[Goal of the exercise] The reply should be an exact transcription of every record.

[Input data]
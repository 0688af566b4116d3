//! TOML run files.
//!
//! ```toml
//! [zones]
//! path = "zones.csv"
//! zone_id = "zone"
//!
//! [[zones.sectors]]
//! name = "commute"
//! origin_total_col = "workers"
//! dest_total_col = "jobs"
//!
//! [friction]
//! path = "skim.csv"
//! friction_origin_col = "from"
//! friction_dest_col = "to"
//! travel_time_col = "minutes"
//!
//! [balancing]
//! tolerance = 1e-4
//!
//! [deterrence]
//! type = "Exponential"
//! beta = 0.08
//! ```
//!
//! Relative paths are resolved against the directory of the run file.

use anyhow::{Context, Result};
use rgdm_calibrate::CalibrationParameters;
use rgdm_core::io::{FrictionColumns, ZoneColumns};
use rgdm_core::{BalancingParameters, DeterrenceFunction};
use serde::Deserialize;
use std::fs;
use std::path::{Path, PathBuf};

#[derive(Debug, Deserialize)]
pub struct ZoneSource {
    pub path: PathBuf,
    #[serde(flatten)]
    pub columns: ZoneColumns,
}

#[derive(Debug, Deserialize)]
pub struct FrictionSource {
    pub path: PathBuf,
    #[serde(flatten)]
    pub columns: FrictionColumns,
}

#[derive(Debug, Deserialize)]
pub struct RunConfig {
    /// Zone totals; not needed for calibration, which derives them from observed flows
    pub zones: Option<ZoneSource>,
    pub friction: FrictionSource,
    #[serde(default)]
    pub balancing: BalancingParameters,
    #[serde(default)]
    pub calibration: CalibrationParameters,
    pub deterrence: Option<Box<dyn DeterrenceFunction>>,
}

impl RunConfig {
    pub fn from_path(path: &Path) -> Result<Self> {
        let text = fs::read_to_string(path)
            .with_context(|| format!("Failed to read run file {}", path.display()))?;
        let mut config: RunConfig = toml::from_str(&text)
            .with_context(|| format!("Failed to parse run file {}", path.display()))?;
        if let Some(base) = path.parent() {
            config.resolve_paths(base);
        }
        Ok(config)
    }

    fn resolve_paths(&mut self, base: &Path) {
        let resolve = |p: &mut PathBuf| {
            if p.is_relative() {
                *p = base.join(&*p);
            }
        };
        if let Some(zones) = self.zones.as_mut() {
            resolve(&mut zones.path);
        }
        resolve(&mut self.friction.path);
    }
}

/// `<stem>_<sector>.<ext>` next to `output`.
pub fn sector_output(output: &Path, sector: &str) -> PathBuf {
    let stem = output
        .file_stem()
        .map(|s| s.to_string_lossy().into_owned())
        .unwrap_or_else(|| "flows".to_string());
    let name = match output.extension() {
        Some(ext) => format!("{}_{}.{}", stem, sector, ext.to_string_lossy()),
        None => format!("{}_{}", stem, sector),
    };
    output.with_file_name(name)
}
//! Findings and the collector that orders them.

use std::fmt;

use serde::{Deserialize, Serialize};

use crate::model::ResourceKind;

/// How much a finding matters
#[derive(Debug, Clone, Copy, PartialEq, Eq, PartialOrd, Ord, Hash, Serialize, Deserialize)]
pub enum Severity {
    Low,
    Medium,
    High,
}

impl fmt::Display for Severity {
    fn fmt(&self, f: &mut fmt::Formatter<'_>) -> fmt::Result {
        let s = match self {
            Self::Low => "Low",
            Self::Medium => "Medium",
            Self::High => "High",
        };
        f.write_str(s)
    }
}

/// What a finding is about: a declared resource, or an activity inside a pipeline
#[derive(Debug, Clone, Copy, PartialEq, Eq, Hash, Serialize, Deserialize)]
pub enum Component {
    Resource(ResourceKind),
    Activity,
}

impl fmt::Display for Component {
    fn fmt(&self, f: &mut fmt::Formatter<'_>) -> fmt::Result {
        match self {
            Self::Resource(kind) => write!(f, "{}", kind),
            Self::Activity => f.write_str("Activity"),
        }
    }
}

/// One reported violation
#[derive(Debug, Clone, PartialEq, Eq, Serialize, Deserialize)]
pub struct Finding {
    pub check: String,
    pub component: Component,
    pub resource: String,
    pub message: String,
    pub severity: Severity,
    /// Id of the check that could not be evaluated, for rule execution errors
    #[serde(default, skip_serializing_if = "Option::is_none")]
    pub failed_rule: Option<String>,
}

impl Finding {
    pub fn new(
        check: impl Into<String>,
        component: Component,
        resource: impl Into<String>,
        message: impl Into<String>,
        severity: Severity,
    ) -> Self {
        Self {
            check: check.into(),
            component,
            resource: resource.into(),
            message: message.into(),
            severity,
            failed_rule: None,
        }
    }

    pub fn with_failed_rule(mut self, rule: impl Into<String>) -> Self {
        self.failed_rule = Some(rule.into());
        self
    }
}

/// Append-only accumulator of findings
#[derive(Debug, Default)]
pub struct FindingCollector {
    findings: Vec<Finding>,
}

impl FindingCollector {
    pub fn new() -> Self {
        Self::default()
    }

    pub fn push(&mut self, finding: Finding) {
        self.findings.push(finding);
    }

    pub fn extend(&mut self, findings: impl IntoIterator<Item = Finding>) {
        self.findings.extend(findings);
    }

    pub fn len(&self) -> usize {
        self.findings.len()
    }

    pub fn is_empty(&self) -> bool {
        self.findings.is_empty()
    }

    /// Findings grouped by check id, then resource name.
    ///
    /// The sort is stable: findings with equal keys keep insertion order.
    pub fn into_sorted(self) -> Vec<Finding> {
        let mut findings = self.findings;
        findings.sort_by(|a, b| a.check.cmp(&b.check).then_with(|| a.resource.cmp(&b.resource)));
        findings
    }
}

[Expected output]
repository 0688af566b4116d3
//! TOML run files.
//!
//! ```toml
//! [zones]
//! path = "zones.csv"
//! zone_id = "zone"
//!
//! [[zones.sectors]]
//! name = "commute"
//! origin_total_col = "workers"
//! dest_total_col = "jobs"
//!
//! [friction]
//! path = "skim.csv"
//! friction_origin_col = "from"
//! friction_dest_col = "to"
//! travel_time_col = "minutes"
//!
//! [balancing]
//! tolerance = 1e-4
//!
//! [deterrence]
//! type = "Exponential"
//! beta = 0.08
//! ```
//!
//! Relative paths are resolved against the directory of the run file.

use anyhow::{Context, Result};
use rgdm_calibrate::CalibrationParameters;
use rgdm_core::io::{FrictionColumns, ZoneColumns};
use rgdm_core::{BalancingParameters, DeterrenceFunction};
use serde::Deserialize;
use std::fs;
use std::path::{Path, PathBuf};

#[derive(Debug, Deserialize)]
pub struct ZoneSource {
    pub path: PathBuf,
    #[serde(flatten)]
    pub columns: ZoneColumns,
}

#[derive(Debug, Deserialize)]
pub struct FrictionSource {
    pub path: PathBuf,
    #[serde(flatten)]
    pub columns: FrictionColumns,
}

#[derive(Debug, Deserialize)]
pub struct RunConfig {
    /// Zone totals; not needed for calibration, which derives them from observed flows
    pub zones: Option<ZoneSource>,
    pub friction: FrictionSource,
    #[serde(default)]
    pub balancing: BalancingParameters,
    #[serde(default)]
    pub calibration: CalibrationParameters,
    pub deterrence: Option<Box<dyn DeterrenceFunction>>,
}

impl RunConfig {
    pub fn from_path(path: &Path) -> Result<Self> {
        let text = fs::read_to_string(path)
            .with_context(|| format!("Failed to read run file {}", path.display()))?;
        let mut config: RunConfig = toml::from_str(&text)
            .with_context(|| format!("Failed to parse run file {}", path.display()))?;
        if let Some(base) = path.parent() {
            config.resolve_paths(base);
        }
        Ok(config)
    }

    fn resolve_paths(&mut self, base: &Path) {
        let resolve = |p: &mut PathBuf| {
            if p.is_relative() {
                *p = base.join(&*p);
            }
        };
        if let Some(zones) = self.zones.as_mut() {
            resolve(&mut zones.path);
        }
        resolve(&mut self.friction.path);
    }
}

/// `<stem>_<sector>.<ext>` next to `output`.
pub fn sector_output(output: &Path, sector: &str) -> PathBuf {
    let stem = output
        .file_stem()
        .map(|s| s.to_string_lossy().into_owned())
        .unwrap_or_else(|| "flows".to_string());
    let name = match output.extension() {
        Some(ext) => format!("{}_{}.{}", stem, sector, ext.to_string_lossy()),
        None => format!("{}_{}", stem, sector),
    };
    output.with_file_name(name)
}
//! Findings and the collector that orders them.

use std::fmt;

use serde::{Deserialize, Serialize};

use crate::model::ResourceKind;

/// How much a finding matters
#[derive(Debug, Clone, Copy, PartialEq, Eq, PartialOrd, Ord, Hash, Serialize, Deserialize)]
pub enum Severity {
    Low,
    Medium,
    High,
}

impl fmt::Display for Severity {
    fn fmt(&self, f: &mut fmt::Formatter<'_>) -> fmt::Result {
        let s = match self {
            Self::Low => "Low",
            Self::Medium => "Medium",
            Self::High => "High",
        };
        f.write_str(s)
    }
}

/// What a finding is about: a declared resource, or an activity inside a pipeline
#[derive(Debug, Clone, Copy, PartialEq, Eq, Hash, Serialize, Deserialize)]
pub enum Component {
    Resource(ResourceKind),
    Activity,
}

impl fmt::Display for Component {
    fn fmt(&self, f: &mut fmt::Formatter<'_>) -> fmt::Result {
        match self {
            Self::Resource(kind) => write!(f, "{}", kind),
            Self::Activity => f.write_str("Activity"),
        }
    }
}

/// One reported violation
#[derive(Debug, Clone, PartialEq, Eq, Serialize, Deserialize)]
pub struct Finding {
    pub check: String,
    pub component: Component,
    pub resource: String,
    pub message: String,
    pub severity: Severity,
    /// Id of the check that could not be evaluated, for rule execution errors
    #[serde(default, skip_serializing_if = "Option::is_none")]
    pub failed_rule: Option<String>,
}

impl Finding {
    pub fn new(
        check: impl Into<String>,
        component: Component,
        resource: impl Into<String>,
        message: impl Into<String>,
        severity: Severity,
    ) -> Self {
        Self {
            check: check.into(),
            component,
            resource: resource.into(),
            message: message.into(),
            severity,
            failed_rule: None,
        }
    }

    pub fn with_failed_rule(mut self, rule: impl Into<String>) -> Self {
        self.failed_rule = Some(rule.into());
        self
    }
}

/// Append-only accumulator of findings
#[derive(Debug, Default)]
pub struct FindingCollector {
    findings: Vec<Finding>,
}

impl FindingCollector {
    pub fn new() -> Self {
        Self::default()
    }

    pub fn push(&mut self, finding: Finding) {
        self.findings.push(finding);
    }

    pub fn extend(&mut self, findings: impl IntoIterator<Item = Finding>) {
        self.findings.extend(findings);
    }

    pub fn len(&self) -> usize {
        self.findings.len()
    }

    pub fn is_empty(&self) -> bool {
        self.findings.is_empty()
    }

    /// Findings grouped by check id, then resource name.
    ///
    /// The sort is stable: findings with equal keys keep insertion order.
    pub fn into_sorted(self) -> Vec<Finding> {
        let mut findings = self.findings;
        findings.sort_by(|a, b| a.check.cmp(&b.check).then_with(|| a.resource.cmp(&b.resource)));
        findings
    }
}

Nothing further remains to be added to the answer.